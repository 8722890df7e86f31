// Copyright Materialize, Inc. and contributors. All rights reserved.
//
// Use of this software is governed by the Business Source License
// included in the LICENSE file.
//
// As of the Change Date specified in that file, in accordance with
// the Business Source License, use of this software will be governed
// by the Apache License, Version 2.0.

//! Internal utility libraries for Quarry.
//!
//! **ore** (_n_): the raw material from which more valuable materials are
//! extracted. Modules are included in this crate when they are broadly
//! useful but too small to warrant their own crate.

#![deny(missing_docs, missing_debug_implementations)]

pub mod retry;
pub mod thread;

════════

**PROBLEM TO SOLVE**
Review the entries above and return every line where "Business" appears.

**EXPECTED ANSWER**
// Use of this software is governed by the Business Source License
// the Business Source License, use of this software will be governed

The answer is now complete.